A central de Fukushima Daiichi foi atingida em 11 de março por um tsunami com ondas de até 15 metros causadas pelo forte terremoto de 9 graus Richter que atingiu o nordeste do país.
A catástrofe paralisou o sistema de refrigeração dos reatores de Fukushima e suscitou uma crise nuclear, a mais grave em 25 anos, ainda aberta.
A planta de Hamaoka tem cinco reatores, dos quais dois estão fora de serviço e os outros três permanecem paralisados por ordem de Naoto Kan desde meados de maio, à espera do fortalecimento das medidas de prevenção de terremotos e tsunamis.

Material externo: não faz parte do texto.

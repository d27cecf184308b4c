// Licensed to the Apache Software Foundation (ASF) under one
// or more contributor license agreements.  See the NOTICE file
// distributed with this work for additional information
// regarding copyright ownership.  The ASF licenses this file
// to you under the Apache License, Version 2.0 (the
// "License"); you may not use this file except in compliance
// with the License.  You may obtain a copy of the License at
//
//   http://www.apache.org/licenses/LICENSE-2.0
//
// Unless required by applicable law or agreed to in writing,
// software distributed under the License is distributed on an
// "AS IS" BASIS, WITHOUT WARRANTIES OR CONDITIONS OF ANY
// KIND, either express or implied.  See the License for the
// specific language governing permissions and limitations
// under the License.

//! The indexed hash family shared by all sketches and samplers.
//!
//! Every structure in this crate needs many "different" hash functions, but
//! engineering k independent functions is unnecessary: a single 128-bit
//! MurmurHash3 digest `(h1, h2)` yields an entire family via the
//! Kirsch-Mitzenmacher combination `h1 + index * h2`, which preserves the
//! uniformity guarantees the sketches rely on. The family index acts as a
//! salt; deriving members by mangling the input key itself (for example by
//! repeating the string) can correlate supposedly independent outputs and is
//! deliberately not supported.

use std::hash::Hash;
use std::hash::Hasher;

use mur3::Hasher128;

/// The seed 9001 used by default for all hashing in this crate.
///
/// Choosing a seed is somewhat arbitrary. What matters is that two structures
/// that must agree on hash values (for example a filter and a serialized copy
/// of it) are built with the same seed; the seed is therefore carried in
/// every serialized form.
pub const DEFAULT_UPDATE_SEED: u32 = 9001;

/// A family of deterministic hash functions indexed by an integer.
///
/// For a fixed seed, [`fingerprint`](HashFamily::fingerprint) is a pure
/// function of the key, and each family index derives a distinct member from
/// that fingerprint. Members behave as approximately independent hash
/// functions over the same key domain.
///
/// # Examples
///
/// ```
/// use streamkit::hash::HashFamily;
///
/// let family = HashFamily::default();
/// let first = family.index_of(&"key", 0, 1000);
/// let again = family.index_of(&"key", 0, 1000);
/// assert_eq!(first, again);
/// assert!(first < 1000);
/// ```
#[derive(Debug, Clone, Copy, PartialEq, Eq)]
pub struct HashFamily {
    seed: u32,
}

impl Default for HashFamily {
    fn default() -> Self {
        Self::with_seed(DEFAULT_UPDATE_SEED)
    }
}

impl HashFamily {
    /// Creates a family from the given seed.
    pub const fn with_seed(seed: u32) -> Self {
        Self { seed }
    }

    /// Returns the seed this family was built with.
    pub const fn seed(&self) -> u32 {
        self.seed
    }

    /// Computes the 128-bit MurmurHash3 digest pair for an item.
    ///
    /// The pair is the expensive part of a lookup; callers addressing
    /// several family members for one key compute it once and derive each
    /// member with [`slot`](Self::slot) or [`member64`](Self::member64).
    pub fn fingerprint<T: Hash + ?Sized>(&self, item: &T) -> (u64, u64) {
        let mut hasher = Hasher128::with_seed(self.seed);
        item.hash(&mut hasher);
        hasher.finish128()
    }

    /// Derives family member `index` as a full-width 64-bit value.
    pub fn member64(pair: (u64, u64), index: u64) -> u64 {
        pair.0.wrapping_add(index.wrapping_mul(pair.1))
    }

    /// Derives family member `index` reduced into `[0, range)`.
    ///
    /// # Panics
    ///
    /// Panics if `range` is zero.
    pub fn slot(pair: (u64, u64), index: u64, range: u64) -> u64 {
        Self::member64(pair, index) % range
    }

    /// Hashes `item` under family member `index` into `[0, range)`.
    ///
    /// # Panics
    ///
    /// Panics if `range` is zero.
    pub fn index_of<T: Hash + ?Sized>(&self, item: &T, index: u64, range: u64) -> u64 {
        Self::slot(self.fingerprint(item), index, range)
    }
}

#[cfg(test)]
mod tests {
    use super::*;

    #[test]
    fn test_deterministic() {
        let family = HashFamily::default();
        for index in 0..16 {
            assert_eq!(
                family.index_of(&"determinism", index, 1 << 20),
                family.index_of(&"determinism", index, 1 << 20),
            );
        }
    }

    #[test]
    fn test_range_containment() {
        let family = HashFamily::default();
        for range in [1u64, 2, 3, 10, 100, 1 << 33] {
            for i in 0..64 {
                let key = format!("key_{i}");
                assert!(family.index_of(&key, i, range) < range);
            }
        }
    }

    #[test]
    fn test_indexes_disagree() {
        // Distinct family members should produce distinct values for most
        // keys; over a large range, 8 members colliding pairwise on the same
        // key would indicate a broken derivation.
        let family = HashFamily::default();
        let pair = family.fingerprint(&"index independence");
        let values: Vec<u64> = (0..8).map(|i| HashFamily::slot(pair, i, 1 << 40)).collect();
        let mut deduped = values.clone();
        deduped.sort_unstable();
        deduped.dedup();
        assert_eq!(values.len(), deduped.len());
    }

    #[test]
    fn test_seeds_disagree() {
        let a = HashFamily::with_seed(1);
        let b = HashFamily::with_seed(2);
        assert_ne!(a.fingerprint(&"seed"), b.fingerprint(&"seed"));
    }
}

A central fica no litoral da cidade de Omaezaki atrás de dunas de areia de 10 a 15 metros de altura, por isso que inicialmente seus responsáveis não consideraram necessário construir uma barreira no mar.
Japão tem atualmente paralisados 70% de seus 54 reatores nucleares por questões de segurança e de manutenção, o que provocou uma situação de falta de energia diante do Governo pediu a empresas e cidadãos que economizem até 15% de eletricidade no verão.